Collected data entries:
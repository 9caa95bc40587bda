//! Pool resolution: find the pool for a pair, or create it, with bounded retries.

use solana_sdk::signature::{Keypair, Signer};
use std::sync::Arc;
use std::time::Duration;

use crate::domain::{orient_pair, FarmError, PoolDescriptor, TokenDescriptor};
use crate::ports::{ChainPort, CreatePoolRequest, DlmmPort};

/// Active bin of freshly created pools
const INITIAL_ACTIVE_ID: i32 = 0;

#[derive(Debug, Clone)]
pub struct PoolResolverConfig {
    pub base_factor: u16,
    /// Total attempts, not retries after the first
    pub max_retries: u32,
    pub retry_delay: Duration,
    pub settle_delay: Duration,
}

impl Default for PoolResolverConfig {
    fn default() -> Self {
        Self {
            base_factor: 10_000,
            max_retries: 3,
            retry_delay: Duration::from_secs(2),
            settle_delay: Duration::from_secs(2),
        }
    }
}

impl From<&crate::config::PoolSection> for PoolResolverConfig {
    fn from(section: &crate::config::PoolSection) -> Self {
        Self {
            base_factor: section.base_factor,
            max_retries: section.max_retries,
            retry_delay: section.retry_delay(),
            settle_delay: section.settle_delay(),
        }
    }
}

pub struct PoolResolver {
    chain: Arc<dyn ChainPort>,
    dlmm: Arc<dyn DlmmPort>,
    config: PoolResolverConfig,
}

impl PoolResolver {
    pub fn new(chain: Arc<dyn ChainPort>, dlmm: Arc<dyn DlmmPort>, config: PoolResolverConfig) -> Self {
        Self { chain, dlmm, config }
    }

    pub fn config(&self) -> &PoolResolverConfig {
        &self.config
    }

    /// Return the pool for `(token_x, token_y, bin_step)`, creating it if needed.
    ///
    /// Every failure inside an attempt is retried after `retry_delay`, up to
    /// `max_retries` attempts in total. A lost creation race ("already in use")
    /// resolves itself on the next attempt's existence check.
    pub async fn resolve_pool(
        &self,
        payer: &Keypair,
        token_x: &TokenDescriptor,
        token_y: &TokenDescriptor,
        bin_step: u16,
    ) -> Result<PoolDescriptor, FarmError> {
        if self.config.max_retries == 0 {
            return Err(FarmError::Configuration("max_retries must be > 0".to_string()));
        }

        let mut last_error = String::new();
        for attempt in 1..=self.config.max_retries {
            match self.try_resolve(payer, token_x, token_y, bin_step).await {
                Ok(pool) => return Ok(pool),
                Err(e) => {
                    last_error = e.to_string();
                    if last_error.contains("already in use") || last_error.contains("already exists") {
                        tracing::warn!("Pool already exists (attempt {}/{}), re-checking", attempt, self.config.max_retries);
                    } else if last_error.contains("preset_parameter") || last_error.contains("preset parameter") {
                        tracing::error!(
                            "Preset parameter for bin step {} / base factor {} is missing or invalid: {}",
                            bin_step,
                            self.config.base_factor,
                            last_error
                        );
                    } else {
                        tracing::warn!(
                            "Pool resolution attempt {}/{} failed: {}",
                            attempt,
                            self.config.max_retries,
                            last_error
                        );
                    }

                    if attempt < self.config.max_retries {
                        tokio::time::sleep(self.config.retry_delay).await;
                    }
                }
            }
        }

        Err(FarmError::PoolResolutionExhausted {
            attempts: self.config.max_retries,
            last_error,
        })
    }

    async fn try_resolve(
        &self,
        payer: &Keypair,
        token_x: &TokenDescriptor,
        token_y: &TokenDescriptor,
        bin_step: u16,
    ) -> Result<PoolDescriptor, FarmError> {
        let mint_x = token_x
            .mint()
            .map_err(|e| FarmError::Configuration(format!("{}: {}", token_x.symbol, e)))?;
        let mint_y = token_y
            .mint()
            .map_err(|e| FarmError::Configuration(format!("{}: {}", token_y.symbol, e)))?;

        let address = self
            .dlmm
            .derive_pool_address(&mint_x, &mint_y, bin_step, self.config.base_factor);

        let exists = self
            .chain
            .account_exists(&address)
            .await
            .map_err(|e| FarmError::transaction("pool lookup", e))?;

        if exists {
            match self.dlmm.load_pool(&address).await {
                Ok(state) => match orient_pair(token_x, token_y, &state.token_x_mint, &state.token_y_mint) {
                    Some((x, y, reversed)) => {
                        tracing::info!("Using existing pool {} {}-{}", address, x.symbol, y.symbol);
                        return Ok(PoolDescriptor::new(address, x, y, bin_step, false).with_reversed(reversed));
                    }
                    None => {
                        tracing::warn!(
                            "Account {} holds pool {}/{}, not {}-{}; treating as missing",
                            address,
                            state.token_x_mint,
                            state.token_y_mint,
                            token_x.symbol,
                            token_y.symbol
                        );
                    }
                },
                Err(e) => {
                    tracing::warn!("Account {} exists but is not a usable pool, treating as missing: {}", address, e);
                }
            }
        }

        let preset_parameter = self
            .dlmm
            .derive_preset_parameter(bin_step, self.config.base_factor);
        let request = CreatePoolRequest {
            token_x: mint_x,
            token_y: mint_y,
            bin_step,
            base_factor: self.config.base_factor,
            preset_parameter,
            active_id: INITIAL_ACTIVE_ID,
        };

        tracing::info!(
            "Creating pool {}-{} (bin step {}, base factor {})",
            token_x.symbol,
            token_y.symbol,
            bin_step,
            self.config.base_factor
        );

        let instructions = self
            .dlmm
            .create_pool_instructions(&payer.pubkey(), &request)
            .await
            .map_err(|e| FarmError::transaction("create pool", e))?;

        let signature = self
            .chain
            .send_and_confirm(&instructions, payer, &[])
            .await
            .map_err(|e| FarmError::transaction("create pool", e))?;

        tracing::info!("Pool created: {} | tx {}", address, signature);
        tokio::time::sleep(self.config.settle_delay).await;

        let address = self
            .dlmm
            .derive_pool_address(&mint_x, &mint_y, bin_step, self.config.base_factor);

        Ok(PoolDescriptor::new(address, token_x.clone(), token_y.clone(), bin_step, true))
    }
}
...
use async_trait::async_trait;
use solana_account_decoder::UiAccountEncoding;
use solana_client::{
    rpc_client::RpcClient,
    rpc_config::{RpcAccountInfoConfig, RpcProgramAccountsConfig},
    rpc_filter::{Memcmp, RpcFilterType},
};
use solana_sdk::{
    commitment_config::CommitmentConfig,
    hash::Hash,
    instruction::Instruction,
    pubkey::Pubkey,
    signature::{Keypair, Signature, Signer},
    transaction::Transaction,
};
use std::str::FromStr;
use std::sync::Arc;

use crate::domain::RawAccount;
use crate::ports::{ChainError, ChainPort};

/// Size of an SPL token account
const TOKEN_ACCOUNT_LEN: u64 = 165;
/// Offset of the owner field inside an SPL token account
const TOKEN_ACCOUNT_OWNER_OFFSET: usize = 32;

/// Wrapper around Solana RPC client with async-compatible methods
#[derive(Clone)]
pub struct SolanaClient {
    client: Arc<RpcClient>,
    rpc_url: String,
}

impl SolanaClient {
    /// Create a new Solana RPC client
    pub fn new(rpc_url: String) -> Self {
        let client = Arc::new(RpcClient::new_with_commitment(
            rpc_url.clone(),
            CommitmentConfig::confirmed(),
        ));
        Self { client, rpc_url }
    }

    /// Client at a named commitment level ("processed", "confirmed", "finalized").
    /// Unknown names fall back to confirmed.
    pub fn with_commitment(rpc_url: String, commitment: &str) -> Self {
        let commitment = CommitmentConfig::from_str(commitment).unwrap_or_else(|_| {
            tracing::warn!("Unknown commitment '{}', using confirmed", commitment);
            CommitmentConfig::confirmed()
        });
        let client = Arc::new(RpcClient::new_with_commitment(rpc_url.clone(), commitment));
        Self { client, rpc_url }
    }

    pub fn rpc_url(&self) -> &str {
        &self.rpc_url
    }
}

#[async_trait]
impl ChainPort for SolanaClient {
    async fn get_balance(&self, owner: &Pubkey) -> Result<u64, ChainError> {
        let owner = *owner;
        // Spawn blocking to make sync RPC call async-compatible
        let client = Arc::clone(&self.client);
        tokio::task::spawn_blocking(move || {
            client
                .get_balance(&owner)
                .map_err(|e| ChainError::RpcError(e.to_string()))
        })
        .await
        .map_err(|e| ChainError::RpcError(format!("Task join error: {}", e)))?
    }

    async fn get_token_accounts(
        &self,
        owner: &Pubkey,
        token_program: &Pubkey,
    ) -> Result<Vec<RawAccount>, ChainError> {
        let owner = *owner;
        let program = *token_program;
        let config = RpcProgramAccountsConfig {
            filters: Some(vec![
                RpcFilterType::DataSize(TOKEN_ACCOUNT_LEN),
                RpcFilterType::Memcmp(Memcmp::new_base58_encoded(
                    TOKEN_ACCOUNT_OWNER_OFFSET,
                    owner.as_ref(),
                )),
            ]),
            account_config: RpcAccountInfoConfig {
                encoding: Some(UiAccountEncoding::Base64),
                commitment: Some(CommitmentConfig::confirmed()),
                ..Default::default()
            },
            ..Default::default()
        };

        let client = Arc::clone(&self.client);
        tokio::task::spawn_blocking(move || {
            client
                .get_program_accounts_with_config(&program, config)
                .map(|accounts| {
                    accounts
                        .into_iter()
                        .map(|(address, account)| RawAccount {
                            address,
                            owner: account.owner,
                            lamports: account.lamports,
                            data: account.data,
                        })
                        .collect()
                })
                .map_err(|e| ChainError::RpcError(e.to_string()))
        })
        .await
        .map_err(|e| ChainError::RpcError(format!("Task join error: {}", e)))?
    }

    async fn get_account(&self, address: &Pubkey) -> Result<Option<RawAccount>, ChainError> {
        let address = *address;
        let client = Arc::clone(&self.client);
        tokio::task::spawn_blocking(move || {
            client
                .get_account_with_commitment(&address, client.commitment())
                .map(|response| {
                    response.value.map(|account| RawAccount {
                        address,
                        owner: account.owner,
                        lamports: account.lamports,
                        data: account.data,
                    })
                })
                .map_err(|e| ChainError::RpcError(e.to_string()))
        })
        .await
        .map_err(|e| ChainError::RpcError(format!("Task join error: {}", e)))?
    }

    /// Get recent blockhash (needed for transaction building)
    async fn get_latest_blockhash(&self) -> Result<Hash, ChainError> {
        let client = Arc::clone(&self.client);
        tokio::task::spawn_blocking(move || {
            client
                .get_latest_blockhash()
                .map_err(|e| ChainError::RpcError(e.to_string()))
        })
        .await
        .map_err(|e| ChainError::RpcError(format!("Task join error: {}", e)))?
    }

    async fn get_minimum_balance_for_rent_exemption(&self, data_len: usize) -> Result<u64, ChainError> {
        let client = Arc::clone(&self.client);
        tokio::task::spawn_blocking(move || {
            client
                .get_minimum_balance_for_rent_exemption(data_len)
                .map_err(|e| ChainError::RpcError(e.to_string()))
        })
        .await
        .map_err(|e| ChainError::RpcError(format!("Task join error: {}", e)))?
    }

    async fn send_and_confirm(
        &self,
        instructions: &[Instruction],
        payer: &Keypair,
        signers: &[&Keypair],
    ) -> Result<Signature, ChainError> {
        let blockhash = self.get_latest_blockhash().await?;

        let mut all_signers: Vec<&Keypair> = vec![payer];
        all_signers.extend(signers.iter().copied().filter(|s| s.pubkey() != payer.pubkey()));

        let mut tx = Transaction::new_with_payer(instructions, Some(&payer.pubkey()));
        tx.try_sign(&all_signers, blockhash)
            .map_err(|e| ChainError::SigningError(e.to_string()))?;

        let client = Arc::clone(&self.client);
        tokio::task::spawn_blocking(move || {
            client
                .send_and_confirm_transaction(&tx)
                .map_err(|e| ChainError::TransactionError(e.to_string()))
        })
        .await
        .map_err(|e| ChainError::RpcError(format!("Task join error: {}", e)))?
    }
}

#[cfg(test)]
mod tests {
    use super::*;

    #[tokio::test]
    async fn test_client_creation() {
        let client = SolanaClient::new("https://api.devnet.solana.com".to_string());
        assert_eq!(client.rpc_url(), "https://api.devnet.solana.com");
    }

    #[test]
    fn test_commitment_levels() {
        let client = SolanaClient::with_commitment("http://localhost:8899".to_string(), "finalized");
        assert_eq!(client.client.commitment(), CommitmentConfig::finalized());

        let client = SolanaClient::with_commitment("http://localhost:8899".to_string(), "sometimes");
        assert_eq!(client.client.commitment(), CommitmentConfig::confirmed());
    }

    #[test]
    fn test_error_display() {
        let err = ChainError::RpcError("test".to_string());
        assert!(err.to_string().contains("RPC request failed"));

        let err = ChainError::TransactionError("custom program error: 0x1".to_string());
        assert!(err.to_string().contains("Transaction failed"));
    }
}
...
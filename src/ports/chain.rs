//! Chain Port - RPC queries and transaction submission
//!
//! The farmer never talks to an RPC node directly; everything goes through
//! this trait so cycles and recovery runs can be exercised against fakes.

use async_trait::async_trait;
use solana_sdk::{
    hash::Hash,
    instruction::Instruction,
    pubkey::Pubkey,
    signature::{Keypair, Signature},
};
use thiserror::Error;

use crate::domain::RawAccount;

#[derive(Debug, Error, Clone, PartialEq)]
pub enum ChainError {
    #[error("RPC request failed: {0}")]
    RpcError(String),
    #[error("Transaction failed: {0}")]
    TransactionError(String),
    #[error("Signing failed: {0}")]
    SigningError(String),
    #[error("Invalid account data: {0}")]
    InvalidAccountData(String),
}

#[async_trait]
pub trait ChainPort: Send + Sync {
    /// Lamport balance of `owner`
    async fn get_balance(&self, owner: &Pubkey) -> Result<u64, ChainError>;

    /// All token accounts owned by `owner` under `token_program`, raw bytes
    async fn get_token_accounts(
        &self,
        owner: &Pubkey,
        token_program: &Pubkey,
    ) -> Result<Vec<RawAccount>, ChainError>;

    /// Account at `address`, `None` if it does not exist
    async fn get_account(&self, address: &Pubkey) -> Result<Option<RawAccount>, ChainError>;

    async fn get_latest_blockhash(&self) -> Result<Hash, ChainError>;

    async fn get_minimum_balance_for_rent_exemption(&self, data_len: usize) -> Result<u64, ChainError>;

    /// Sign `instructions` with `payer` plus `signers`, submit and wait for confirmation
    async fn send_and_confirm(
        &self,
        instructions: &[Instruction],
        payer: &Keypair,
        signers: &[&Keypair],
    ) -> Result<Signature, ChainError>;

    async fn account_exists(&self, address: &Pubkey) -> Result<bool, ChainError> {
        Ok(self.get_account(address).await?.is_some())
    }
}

* [Task requirements]:
The required output is a copy of each line in the records where the string "Duration" occurs.

* [Task output]:
use std::time::Duration;
    pub retry_delay: Duration,
    pub settle_delay: Duration,
            retry_delay: Duration::from_secs(2),
            settle_delay: Duration::from_secs(2),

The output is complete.